* _The task_
In the records below, count every line where the string "ConfigError" appears, and reply with the count only.

____ Record excerpts

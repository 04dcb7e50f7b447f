//! Video transcript documents (`video_transcripts/**/*.md`).

use super::{id_field, read_frontmatter, string_field};
use crate::models::{ParseOutcome, VideoDoc};

pub fn parse_video_transcript(content: &str, path: &str) -> ParseOutcome<VideoDoc> {
    let mut errors = Vec::new();
    let Some(parsed) = read_frontmatter(content, path, &mut errors) else {
        return ParseOutcome::failed(errors);
    };
    let fm = &parsed.frontmatter;

    let video = VideoDoc {
        path: path.to_string(),
        id: id_field(fm, path, false, &mut errors),
        title: string_field(fm, "title", path, &mut errors),
        channel: string_field(fm, "channel", path, &mut errors),
        url: string_field(fm, "url", path, &mut errors),
        url_line: fm.line_of("url"),
        body: parsed.body.to_string(),
    };
    ParseOutcome::new(Some(video), errors)
}

#[cfg(test)]
mod tests {
    use super::*;

    #[test]
    fn test_parse_video_transcript() {
        let content = "---\ntitle: Intro to alignment\nchannel: Robert Miles\nurl: https://www.youtube.com/watch?v=abc\n---\nHello and welcome.\n";
        let outcome = parse_video_transcript(content, "video_transcripts/intro.md");
        assert!(outcome.errors.is_empty());
        let video = outcome.document.unwrap();
        assert_eq!(video.channel.as_deref(), Some("Robert Miles"));
        assert_eq!(video.url_line, Some(4));
    }

    #[test]
    fn test_numeric_title_is_type_error() {
        let outcome = parse_video_transcript("---\ntitle: 2024\n---\n", "video_transcripts/v.md");
        assert_eq!(outcome.errors.len(), 1);
        assert!(outcome.document.unwrap().title.is_none());
    }
}
//! Configuration parsing and management.

use serde::{Deserialize, Serialize};
use std::path::{Path, PathBuf};
use thiserror::Error;

pub const DEFAULT_CONFIG_FILE: &str = "coursemark.yml";

#[derive(Error, Debug)]
pub enum ConfigError {
    #[error("Failed to read config file: {0}")]
    ReadError(#[from] std::io::Error),

    #[error("Failed to parse YAML: {0}")]
    ParseError(#[from] serde_yaml::Error),

    #[error("Missing required field: {0}")]
    MissingField(String),
}

/// Main configuration struct matching the coursemark.yml schema
#[derive(Debug, Clone, Serialize, Deserialize)]
pub struct Config {
    /// Root of the content repository
    pub content_dir: PathBuf,

    /// Where `build` writes the result JSON
    #[serde(default = "default_output")]
    pub output: PathBuf,

    /// Regexes over relative paths skipped while loading
    #[serde(default)]
    pub ignore_patterns: Vec<String>,

    /// Make `verify` fail on warnings too
    #[serde(default)]
    pub fail_on_warnings: bool,

    // Internal: path to config file (for relative path resolution)
    #[serde(skip)]
    config_path: Option<PathBuf>,
}

fn default_output() -> PathBuf {
    PathBuf::from("content.json")
}

impl Config {
    /// Configuration for a content directory given on the command line
    pub fn for_content_dir(content_dir: impl Into<PathBuf>) -> Self {
        Self {
            content_dir: content_dir.into(),
            output: default_output(),
            ignore_patterns: Vec::new(),
            fail_on_warnings: false,
            config_path: None,
        }
    }

    /// Load configuration from a YAML file
    pub fn from_file<P: AsRef<Path>>(path: P) -> Result<Self, ConfigError> {
        let path = path.as_ref();
        let contents = std::fs::read_to_string(path)?;
        let mut config: Config = serde_yaml::from_str(&contents)?;

        if config.content_dir.as_os_str().is_empty() {
            return Err(ConfigError::MissingField("content_dir".to_string()));
        }

        // Store config file path for relative path resolution
        config.config_path = Some(path.to_path_buf());

        Ok(config)
    }

    /// Content directory, resolved relative to config file
    pub fn content_dir(&self) -> PathBuf {
        self.resolve_path(&self.content_dir)
    }

    /// Output file, resolved relative to config file
    pub fn output_path(&self) -> PathBuf {
        self.resolve_path(&self.output)
    }

    fn resolve_path(&self, path: &Path) -> PathBuf {
        match self.config_path.as_ref().and_then(|p| p.parent()) {
            Some(parent) if !path.is_absolute() => parent.join(path),
            _ => path.to_path_buf(),
        }
    }
}

#[cfg(test)]
mod tests {
    use super::*;
    use std::fs;
    use tempfile::TempDir;

    #[test]
    fn test_defaults_and_relative_paths() {
        let dir = TempDir::new().unwrap();
        let path = dir.path().join(DEFAULT_CONFIG_FILE);
        fs::write(&path, "content_dir: content\n").unwrap();

        let config = Config::from_file(&path).unwrap();
        assert_eq!(config.content_dir(), dir.path().join("content"));
        assert_eq!(config.output_path(), dir.path().join("content.json"));
        assert!(config.ignore_patterns.is_empty());
        assert!(!config.fail_on_warnings);
    }

    #[test]
    fn test_full_config() {
        let dir = TempDir::new().unwrap();
        let path = dir.path().join(DEFAULT_CONFIG_FILE);
        fs::write(
            &path,
            "content_dir: /srv/content\noutput: build/out.json\nignore_patterns: [\"^drafts/\"]\nfail_on_warnings: true\n",
        )
        .unwrap();

        let config = Config::from_file(&path).unwrap();
        assert_eq!(config.content_dir(), PathBuf::from("/srv/content"));
        assert_eq!(config.output_path(), dir.path().join("build/out.json"));
        assert_eq!(config.ignore_patterns, vec!["^drafts/"]);
        assert!(config.fail_on_warnings);
    }

    #[test]
    fn test_missing_content_dir() {
        let dir = TempDir::new().unwrap();
        let path = dir.path().join(DEFAULT_CONFIG_FILE);
        fs::write(&path, "output: x.json\n").unwrap();
        assert!(matches!(Config::from_file(&path), Err(ConfigError::ParseError(_))));

        fs::write(&path, "content_dir: \"\"\n").unwrap();
        assert!(matches!(Config::from_file(&path), Err(ConfigError::MissingField(_))));
    }

    #[test]
    fn test_command_line_config_is_not_relocated() {
        let config = Config::for_content_dir("content");
        assert_eq!(config.content_dir(), PathBuf::from("content"));
        assert_eq!(config.output_path(), PathBuf::from("content.json"));
    }
}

________

* _Output of the task_
5